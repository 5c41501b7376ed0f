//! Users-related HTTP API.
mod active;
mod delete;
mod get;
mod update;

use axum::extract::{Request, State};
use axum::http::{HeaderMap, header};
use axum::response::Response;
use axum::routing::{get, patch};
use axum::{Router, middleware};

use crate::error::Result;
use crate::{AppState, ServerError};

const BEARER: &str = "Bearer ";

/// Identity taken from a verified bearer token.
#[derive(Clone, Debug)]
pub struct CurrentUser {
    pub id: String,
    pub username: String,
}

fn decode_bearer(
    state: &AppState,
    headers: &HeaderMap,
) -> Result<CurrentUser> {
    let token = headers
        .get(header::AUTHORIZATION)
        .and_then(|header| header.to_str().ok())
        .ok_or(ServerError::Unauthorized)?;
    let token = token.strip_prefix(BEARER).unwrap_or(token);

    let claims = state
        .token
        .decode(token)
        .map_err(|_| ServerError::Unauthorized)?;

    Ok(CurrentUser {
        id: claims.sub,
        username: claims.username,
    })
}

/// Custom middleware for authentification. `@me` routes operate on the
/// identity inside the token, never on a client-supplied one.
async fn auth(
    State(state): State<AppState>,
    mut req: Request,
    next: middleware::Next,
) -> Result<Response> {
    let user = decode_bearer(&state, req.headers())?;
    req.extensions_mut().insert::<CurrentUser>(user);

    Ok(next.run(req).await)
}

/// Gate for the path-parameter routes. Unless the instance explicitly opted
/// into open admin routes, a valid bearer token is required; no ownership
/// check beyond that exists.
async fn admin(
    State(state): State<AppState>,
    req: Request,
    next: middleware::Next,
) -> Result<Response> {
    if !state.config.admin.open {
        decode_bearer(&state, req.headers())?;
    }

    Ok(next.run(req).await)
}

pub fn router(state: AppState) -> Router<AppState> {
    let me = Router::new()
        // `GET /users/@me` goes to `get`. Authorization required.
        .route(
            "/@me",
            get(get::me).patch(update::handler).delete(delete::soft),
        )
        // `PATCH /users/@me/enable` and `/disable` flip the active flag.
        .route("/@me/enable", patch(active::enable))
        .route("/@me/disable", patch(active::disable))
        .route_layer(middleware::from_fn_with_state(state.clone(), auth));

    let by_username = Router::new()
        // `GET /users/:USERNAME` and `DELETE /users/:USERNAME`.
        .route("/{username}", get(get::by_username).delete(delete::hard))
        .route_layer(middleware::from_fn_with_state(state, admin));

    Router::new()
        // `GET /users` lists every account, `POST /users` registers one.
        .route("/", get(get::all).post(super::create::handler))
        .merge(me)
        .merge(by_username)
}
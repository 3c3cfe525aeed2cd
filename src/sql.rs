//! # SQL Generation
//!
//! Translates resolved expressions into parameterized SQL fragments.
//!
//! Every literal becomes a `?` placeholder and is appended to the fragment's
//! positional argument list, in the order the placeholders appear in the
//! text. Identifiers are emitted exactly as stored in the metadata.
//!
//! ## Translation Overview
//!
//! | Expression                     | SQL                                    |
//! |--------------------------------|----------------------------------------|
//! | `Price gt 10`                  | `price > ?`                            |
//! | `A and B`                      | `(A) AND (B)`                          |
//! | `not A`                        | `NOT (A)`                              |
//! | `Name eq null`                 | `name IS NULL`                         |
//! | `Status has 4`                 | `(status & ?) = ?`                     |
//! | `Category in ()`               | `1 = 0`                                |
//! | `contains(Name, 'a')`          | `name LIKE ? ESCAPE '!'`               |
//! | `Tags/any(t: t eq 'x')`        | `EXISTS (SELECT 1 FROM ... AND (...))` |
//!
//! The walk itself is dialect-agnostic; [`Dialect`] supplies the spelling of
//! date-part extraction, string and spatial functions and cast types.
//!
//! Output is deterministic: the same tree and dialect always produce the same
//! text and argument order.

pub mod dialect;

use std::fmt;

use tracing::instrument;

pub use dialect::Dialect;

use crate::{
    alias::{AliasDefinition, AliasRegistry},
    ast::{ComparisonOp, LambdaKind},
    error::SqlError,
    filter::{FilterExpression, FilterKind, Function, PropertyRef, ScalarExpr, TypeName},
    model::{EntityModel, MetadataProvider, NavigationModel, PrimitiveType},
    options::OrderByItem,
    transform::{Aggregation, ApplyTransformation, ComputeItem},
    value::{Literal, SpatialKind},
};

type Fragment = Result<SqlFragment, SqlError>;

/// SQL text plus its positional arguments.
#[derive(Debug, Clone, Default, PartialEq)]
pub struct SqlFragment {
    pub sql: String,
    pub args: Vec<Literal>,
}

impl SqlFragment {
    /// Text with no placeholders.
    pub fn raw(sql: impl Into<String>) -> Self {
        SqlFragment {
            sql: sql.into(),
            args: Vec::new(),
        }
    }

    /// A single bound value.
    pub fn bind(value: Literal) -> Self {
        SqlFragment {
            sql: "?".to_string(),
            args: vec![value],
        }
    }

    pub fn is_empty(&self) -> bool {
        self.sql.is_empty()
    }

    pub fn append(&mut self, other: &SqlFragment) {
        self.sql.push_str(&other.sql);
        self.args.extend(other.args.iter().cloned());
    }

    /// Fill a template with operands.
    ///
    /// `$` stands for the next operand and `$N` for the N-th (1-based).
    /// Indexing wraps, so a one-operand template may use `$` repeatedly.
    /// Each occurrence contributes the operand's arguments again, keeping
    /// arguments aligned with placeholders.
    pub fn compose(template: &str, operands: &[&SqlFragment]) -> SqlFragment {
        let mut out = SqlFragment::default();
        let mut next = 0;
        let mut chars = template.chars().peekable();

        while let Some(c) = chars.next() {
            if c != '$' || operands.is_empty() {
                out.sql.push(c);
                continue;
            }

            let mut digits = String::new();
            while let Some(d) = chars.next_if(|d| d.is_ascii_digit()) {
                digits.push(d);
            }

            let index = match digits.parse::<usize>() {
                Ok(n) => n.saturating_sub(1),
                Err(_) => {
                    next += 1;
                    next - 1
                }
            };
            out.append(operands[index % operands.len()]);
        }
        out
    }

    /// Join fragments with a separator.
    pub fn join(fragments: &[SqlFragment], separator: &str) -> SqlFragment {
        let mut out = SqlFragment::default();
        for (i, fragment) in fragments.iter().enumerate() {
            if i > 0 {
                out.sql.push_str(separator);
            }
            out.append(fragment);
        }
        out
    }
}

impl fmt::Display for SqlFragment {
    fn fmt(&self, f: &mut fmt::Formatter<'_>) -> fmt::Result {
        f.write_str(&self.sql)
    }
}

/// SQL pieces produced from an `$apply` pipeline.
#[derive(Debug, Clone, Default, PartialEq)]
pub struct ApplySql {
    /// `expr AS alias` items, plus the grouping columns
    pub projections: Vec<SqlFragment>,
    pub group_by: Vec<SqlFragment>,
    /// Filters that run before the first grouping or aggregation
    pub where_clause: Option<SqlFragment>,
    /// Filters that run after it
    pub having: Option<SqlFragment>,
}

* _WHAT TO DO_: Would you please reproduce all of the lines above exactly?

* _TASK SOLUTION_:
repository 5c41501b7376ed0f
//! Users-related HTTP API.
mod active;
mod delete;
mod get;
mod update;

use axum::extract::{Request, State};
use axum::http::{HeaderMap, header};
use axum::response::Response;
use axum::routing::{get, patch};
use axum::{Router, middleware};

use crate::error::Result;
use crate::{AppState, ServerError};

const BEARER: &str = "Bearer ";

/// Identity taken from a verified bearer token.
#[derive(Clone, Debug)]
pub struct CurrentUser {
    pub id: String,
    pub username: String,
}

fn decode_bearer(
    state: &AppState,
    headers: &HeaderMap,
) -> Result<CurrentUser> {
    let token = headers
        .get(header::AUTHORIZATION)
        .and_then(|header| header.to_str().ok())
        .ok_or(ServerError::Unauthorized)?;
    let token = token.strip_prefix(BEARER).unwrap_or(token);

    let claims = state
        .token
        .decode(token)
        .map_err(|_| ServerError::Unauthorized)?;

    Ok(CurrentUser {
        id: claims.sub,
        username: claims.username,
    })
}

/// Custom middleware for authentification. `@me` routes operate on the
/// identity inside the token, never on a client-supplied one.
async fn auth(
    State(state): State<AppState>,
    mut req: Request,
    next: middleware::Next,
) -> Result<Response> {
    let user = decode_bearer(&state, req.headers())?;
    req.extensions_mut().insert::<CurrentUser>(user);

    Ok(next.run(req).await)
}

/// Gate for the path-parameter routes. Unless the instance explicitly opted
/// into open admin routes, a valid bearer token is required; no ownership
/// check beyond that exists.
async fn admin(
    State(state): State<AppState>,
    req: Request,
    next: middleware::Next,
) -> Result<Response> {
    if !state.config.admin.open {
        decode_bearer(&state, req.headers())?;
    }

    Ok(next.run(req).await)
}

pub fn router(state: AppState) -> Router<AppState> {
    let me = Router::new()
        // `GET /users/@me` goes to `get`. Authorization required.
        .route(
            "/@me",
            get(get::me).patch(update::handler).delete(delete::soft),
        )
        // `PATCH /users/@me/enable` and `/disable` flip the active flag.
        .route("/@me/enable", patch(active::enable))
        .route("/@me/disable", patch(active::disable))
        .route_layer(middleware::from_fn_with_state(state.clone(), auth));

    let by_username = Router::new()
        // `GET /users/:USERNAME` and `DELETE /users/:USERNAME`.
        .route("/{username}", get(get::by_username).delete(delete::hard))
        .route_layer(middleware::from_fn_with_state(state, admin));

    Router::new()
        // `GET /users` lists every account, `POST /users` registers one.
        .route("/", get(get::all).post(super::create::handler))
        .merge(me)
        .merge(by_username)
}
repository 3c3cfe525aeed2cd
filename src/sql.rs
//! # SQL Generation
//!
//! Translates resolved expressions into parameterized SQL fragments.
//!
//! Every literal becomes a `?` placeholder and is appended to the fragment's
//! positional argument list, in the order the placeholders appear in the
//! text. Identifiers are emitted exactly as stored in the metadata.
//!
//! ## Translation Overview
//!
//! | Expression                     | SQL                                    |
//! |--------------------------------|----------------------------------------|
//! | `Price gt 10`                  | `price > ?`                            |
//! | `A and B`                      | `(A) AND (B)`                          |
//! | `not A`                        | `NOT (A)`                              |
//! | `Name eq null`                 | `name IS NULL`                         |
//! | `Status has 4`                 | `(status & ?) = ?`                     |
//! | `Category in ()`               | `1 = 0`                                |
//! | `contains(Name, 'a')`          | `name LIKE ? ESCAPE '!'`               |
//! | `Tags/any(t: t eq 'x')`        | `EXISTS (SELECT 1 FROM ... AND (...))` |
//!
//! The walk itself is dialect-agnostic; [`Dialect`] supplies the spelling of
//! date-part extraction, string and spatial functions and cast types.
//!
//! Output is deterministic: the same tree and dialect always produce the same
//! text and argument order.

pub mod dialect;

use std::fmt;

use tracing::instrument;

pub use dialect::Dialect;

use crate::{
    alias::{AliasDefinition, AliasRegistry},
    ast::{ComparisonOp, LambdaKind},
    error::SqlError,
    filter::{FilterExpression, FilterKind, Function, PropertyRef, ScalarExpr, TypeName},
    model::{EntityModel, MetadataProvider, NavigationModel, PrimitiveType},
    options::OrderByItem,
    transform::{Aggregation, ApplyTransformation, ComputeItem},
    value::{Literal, SpatialKind},
};

type Fragment = Result<SqlFragment, SqlError>;

/// SQL text plus its positional arguments.
#[derive(Debug, Clone, Default, PartialEq)]
pub struct SqlFragment {
    pub sql: String,
    pub args: Vec<Literal>,
}

impl SqlFragment {
    /// Text with no placeholders.
    pub fn raw(sql: impl Into<String>) -> Self {
        SqlFragment {
            sql: sql.into(),
            args: Vec::new(),
        }
    }

    /// A single bound value.
    pub fn bind(value: Literal) -> Self {
        SqlFragment {
            sql: "?".to_string(),
            args: vec![value],
        }
    }

    pub fn is_empty(&self) -> bool {
        self.sql.is_empty()
    }

    pub fn append(&mut self, other: &SqlFragment) {
        self.sql.push_str(&other.sql);
        self.args.extend(other.args.iter().cloned());
    }

    /// Fill a template with operands.
    ///
    /// `$` stands for the next operand and `$N` for the N-th (1-based).
    /// Indexing wraps, so a one-operand template may use `$` repeatedly.
    /// Each occurrence contributes the operand's arguments again, keeping
    /// arguments aligned with placeholders.
    pub fn compose(template: &str, operands: &[&SqlFragment]) -> SqlFragment {
        let mut out = SqlFragment::default();
        let mut next = 0;
        let mut chars = template.chars().peekable();

        while let Some(c) = chars.next() {
            if c != '$' || operands.is_empty() {
                out.sql.push(c);
                continue;
            }

            let mut digits = String::new();
            while let Some(d) = chars.next_if(|d| d.is_ascii_digit()) {
                digits.push(d);
            }

            let index = match digits.parse::<usize>() {
                Ok(n) => n.saturating_sub(1),
                Err(_) => {
                    next += 1;
                    next - 1
                }
            };
            out.append(operands[index % operands.len()]);
        }
        out
    }

    /// Join fragments with a separator.
    pub fn join(fragments: &[SqlFragment], separator: &str) -> SqlFragment {
        let mut out = SqlFragment::default();
        for (i, fragment) in fragments.iter().enumerate() {
            if i > 0 {
                out.sql.push_str(separator);
            }
            out.append(fragment);
        }
        out
    }
}

impl fmt::Display for SqlFragment {
    fn fmt(&self, f: &mut fmt::Formatter<'_>) -> fmt::Result {
        f.write_str(&self.sql)
    }
}

/// SQL pieces produced from an `$apply` pipeline.
#[derive(Debug, Clone, Default, PartialEq)]
pub struct ApplySql {
    /// `expr AS alias` items, plus the grouping columns
    pub projections: Vec<SqlFragment>,
    pub group_by: Vec<SqlFragment>,
    /// Filters that run before the first grouping or aggregation
    pub where_clause: Option<SqlFragment>,
    /// Filters that run after it
    pub having: Option<SqlFragment>,
}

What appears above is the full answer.